• Work required:
Go through the data below and return each line where the string "QueryPlan" appears.

____ Data to process

impl SqlWriter {
    fn new(dialect: SqlDialect) -> Self {
        Self { dialect, sql: String::new(), params: Vec::new(), target: None }
    }

    fn finish(self, plan: StatementPlan) -> Statement {
        Statement { sql: self.sql, params: self.params, plan }
    }

    fn push(&mut self, s: &str) { self.sql.push_str(s); }

    fn ident(&mut self, s: &str) {
        let quoted = self.dialect.quote(s);
        self.sql.push_str(&quoted);
    }

    fn placeholder(&mut self, lit: Literal) -> String {
        self.params.push(lit);
        self.dialect.placeholder(self.params.len())
    }

    fn bind(&mut self, lit: Literal) {
        let ph = self.placeholder(lit);
        self.sql.push_str(&ph);
    }

    /// Runs `f` against an empty buffer and returns what it wrote. Parameters
    /// stay bound in order, so the captured text must be emitted in place.
    fn capture(&mut self, f: impl FnOnce(&mut Self) -> Result<()>) -> Result<String> {
        let saved = std::mem::take(&mut self.sql);
        let result = f(self);
        let out = std::mem::replace(&mut self.sql, saved);
        result.map(|_| out)
    }

    fn column(&mut self, c: &ColumnRef) {
        let bare = self.target.as_ref().is_some_and(|alias| *alias == c.source);
        if c.is_qualified() && !bare {
            self.ident(&c.source);
            self.push(".");
        }
        self.ident(&c.name);
    }

    fn source(&mut self, s: &Source) {
        self.ident(&s.table);
        self.push(" ");
        self.ident(&s.alias);
    }

    fn query(&mut self, plan: &QueryPlan) -> Result<()> {
        self.push("SELECT ");
        if plan.distinct { self.push("DISTINCT "); }
        if plan.projection.is_empty() {
            self.push("*");
        }
        for (i, item) in plan.projection.iter().enumerate() {
            if i > 0 { self.push(", "); }
            match item {
                SelectItem::Expr { expr, .. } => {
                    self.expr(expr)?;
                    self.push(" AS ");
                    self.ident(&item.label(i));
                }
                SelectItem::AllColumns { source } => {
                    self.ident(&source.alias);
                    self.push(".*");
                }
            }
        }
        self.from_clause(plan)?;
        self.where_clause(plan.predicate.as_ref())?;
        if !plan.group_by.is_empty() {
            self.push(" GROUP BY ");
            for (i, e) in plan.group_by.iter().enumerate() {
                if i > 0 { self.push(", "); }
                self.expr(e)?;
            }
        }
        if let Some(having) = &plan.having {
            self.push(" HAVING ");
            self.predicate(having)?;
        }
        if !plan.order_by.is_empty() {
            self.push(" ORDER BY ");
            for (i, o) in plan.order_by.iter().enumerate() {
                if i > 0 { self.push(", "); }
                self.order_key(o)?;
            }
        }
        self.window(plan.limit, plan.offset);
        Ok(())
    }

    fn from_clause(&mut self, plan: &QueryPlan) -> Result<()> {
        self.push(" FROM ");
        for (i, s) in plan.from.iter().enumerate() {
            if i > 0 { self.push(", "); }
            self.source(s);
        }
        for join in &plan.joins {
            self.push(match join.kind {
                JoinKind::Inner => " INNER JOIN ",
                JoinKind::Left => " LEFT JOIN ",
                JoinKind::Cross => " CROSS JOIN ",
            });
            self.source(&join.target);
            if join.kind == JoinKind::Cross { continue; }
            self.push(" ON ");
            match &join.on {
                Some(on) => self.predicate(on)?,
                None => self.push("1 = 1"),
            }
        }
        Ok(())
    }

    fn where_clause(&mut self, predicate: Option<&Predicate>) -> Result<()> {
        if let Some(p) = predicate {
            self.push(" WHERE ");
            self.predicate(p)?;
        }
        Ok(())
    }

    fn window(&mut self, limit: Option<u64>, offset: Option<u64>) {
        let bound = |v: u64| Literal::Int(i64::try_from(v).unwrap_or(i64::MAX));
        let (limit, offset) = if self.dialect.offset_first() {
            let o = offset.map(|o| self.placeholder(bound(o)));
            let l = limit.map(|l| self.placeholder(bound(l)));
            (l, o)
        } else {
            let l = limit.map(|l| self.placeholder(bound(l)));
            let o = offset.map(|o| self.placeholder(bound(o)));
            (l, o)
        };
        let clause = self.dialect.window(limit.as_deref(), offset.as_deref());
        self.push(&clause);
    }

    fn order_key(&mut self, o: &OrderSpec) -> Result<()> {
        // Nulls sort first unless asked otherwise, on every dialect.
        if !self.dialect.supports_null_ordering() {
            let (null_rank, value_rank) = if o.nulls.nulls_last() { ("1", "0") } else { ("0", "1") };
            self.push("CASE WHEN ");
            self.expr(&o.expr)?;
            self.push(&format!(" IS NULL THEN {} ELSE {} END, ", null_rank, value_rank));
        }
        self.expr(&o.expr)?;
        self.push(match o.direction {
            Direction::Asc => " ASC",
            Direction::Desc => " DESC",
        });
        if self.dialect.supports_null_ordering() {
            self.push(if o.nulls.nulls_last() { " NULLS LAST" } else { " NULLS FIRST" });
        }
        Ok(())
    }

    fn expr(&mut self, e: &ScalarExpr) -> Result<()> {
        match e {
            ScalarExpr::Column(c) => self.column(c),
            ScalarExpr::Literal(lit) => self.bind(lit.clone()),
            ScalarExpr::Binary { op: ArithmeticOp::Concat, left, right } => {
                let l = self.capture(|w| w.expr(left))?;
                let r = self.capture(|w| w.expr(right))?;
                let out = self.dialect.concat(&l, &r);
                self.push(&out);
            }
            ScalarExpr::Binary { op, left, right } => {
                self.push("(");
                self.expr(left)?;
                self.push(&format!(" {} ", op.symbol()));
                self.expr(right)?;
                self.push(")");
            }
            ScalarExpr::Function { func, args } => self.function(func, args)?,
            ScalarExpr::Aggregate { func, arg, distinct } => {
                self.push(&func.to_string());
                self.push("(");
                if *distinct { self.push("DISTINCT "); }
                match arg {
                    Some(a) => self.expr(a)?,
                    None => self.push("*"),
                }
                self.push(")");
            }
            ScalarExpr::Subquery(plan) => {
                self.push("(");
                self.query(plan)?;
                self.push(")");
            }
            ScalarExpr::Case(case) => {
                self.push("CASE");
                for branch in &case.branches {
                    self.push(" WHEN ");
                    self.predicate(&branch.when)?;
                    self.push(" THEN ");
                    self.expr(&branch.then)?;
                }
                self.push(" ELSE ");
                self.expr(&case.otherwise)?;
                self.push(" END");
            }
        }
        Ok(())
    }

    fn function(&mut self, func: &ScalarFunction, args: &[Arc<ScalarExpr>]) -> Result<()> {
        let name = match func {
            ScalarFunction::Upper => "UPPER",
            ScalarFunction::Lower => "LOWER",
            ScalarFunction::Trim => "TRIM",
            ScalarFunction::Length => self.dialect.length_function(),
            ScalarFunction::StringValue => {
                let inner = self.capture(|w| w.args(args))?;
                let out = self.dialect.cast_to_text(&inner);
                self.push(&out);
                return Ok(());
            }
            ScalarFunction::Named(name) => {
                let spec = self.dialect.function(name)
                    .ok_or_else(|| TranslationError::UnknownFunction(name.to_string()))?;
                if !spec.accepts(args.len()) {
                    return Err(TranslationError::FunctionArity {
                        name: name.to_string(),
                        expected: spec.arity(),
                        found: args.len(),
                    });
                }
                spec.sql_name
            }
        };
        self.push(name);
        self.push("(");
        self.args(args)?;
        self.push(")");
        Ok(())
    }

    fn args(&mut self, args: &[Arc<ScalarExpr>]) -> Result<()> {
        for (i, a) in args.iter().enumerate() {
            if i > 0 { self.push(", "); }
            self.expr(a)?;
        }
        Ok(())
    }

    fn predicate(&mut self, p: &Predicate) -> Result<()> {
        match p {
            Predicate::And(list) if list.is_empty() => self.push("1 = 1"),
            Predicate::Or(list) if list.is_empty() => self.push("1 = 0"),
            Predicate::And(list) => {
                for (i, part) in list.iter().enumerate() {
                    if i > 0 { self.push(" AND "); }
                    if matches!(part, Predicate::Or(l) if l.len() > 1) {
                        self.push("(");
                        self.predicate(part)?;
                        self.push(")");
                    } else {
                        self.predicate(part)?;
                    }
                }
            }
            Predicate::Or(list) => {
                for (i, part) in list.iter().enumerate() {
                    if i > 0 { self.push(" OR "); }
                    self.predicate(part)?;
                }
            }
            Predicate::Not(inner) => {
                self.push("NOT (");
                self.predicate(inner)?;
                self.push(")");
            }
            Predicate::Compare { left, op, right } => {
                self.expr(left)?;
                self.push(&format!(" {} ", op));
                self.expr(right)?;
            }
            Predicate::Between { expr, low, high } => {
                self.expr(expr)?;
                self.push(" BETWEEN ");
                self.expr(low)?;
                self.push(" AND ");
                self.expr(high)?;
            }
            Predicate::InList { list, negated, .. } if list.is_empty() => {
                self.push(if *negated { "1 = 1" } else { "1 = 0" });
            }
            Predicate::InList { expr, list, negated } => {
                self.expr(expr)?;
                self.push(if *negated { " NOT IN (" } else { " IN (" });
                for (i, e) in list.iter().enumerate() {
                    if i > 0 { self.push(", "); }
                    self.expr(e)?;
                }
                self.push(")");
            }
            Predicate::InSubquery { expr, plan, negated } => {
                self.expr(expr)?;
                self.push(if *negated { " NOT IN (" } else { " IN (" });
                self.query(plan)?;
                self.push(")");
            }
            Predicate::Like { expr, pattern, escape, negated } => {
                self.expr(expr)?;
                self.push(if *negated { " NOT LIKE " } else { " LIKE " });
                self.expr(pattern)?;
                if let Some(c) = escape {
                    let quoted = if *c == '\'' { "''".to_string() } else { c.to_string() };
                    self.push(&format!(" ESCAPE '{}'", quoted));
                }
            }
            Predicate::IsNull { expr, negated } => {
                self.expr(expr)?;
                self.push(if *negated { " IS NOT NULL" } else { " IS NULL" });
            }
            Predicate::Const(true) => self.push("1 = 1"),
            Predicate::Const(false) => self.push("1 = 0"),
        }
        Ok(())
    }
}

________

• Output:
    fn query(&mut self, plan: &QueryPlan) -> Result<()> {
    fn from_clause(&mut self, plan: &QueryPlan) -> Result<()> {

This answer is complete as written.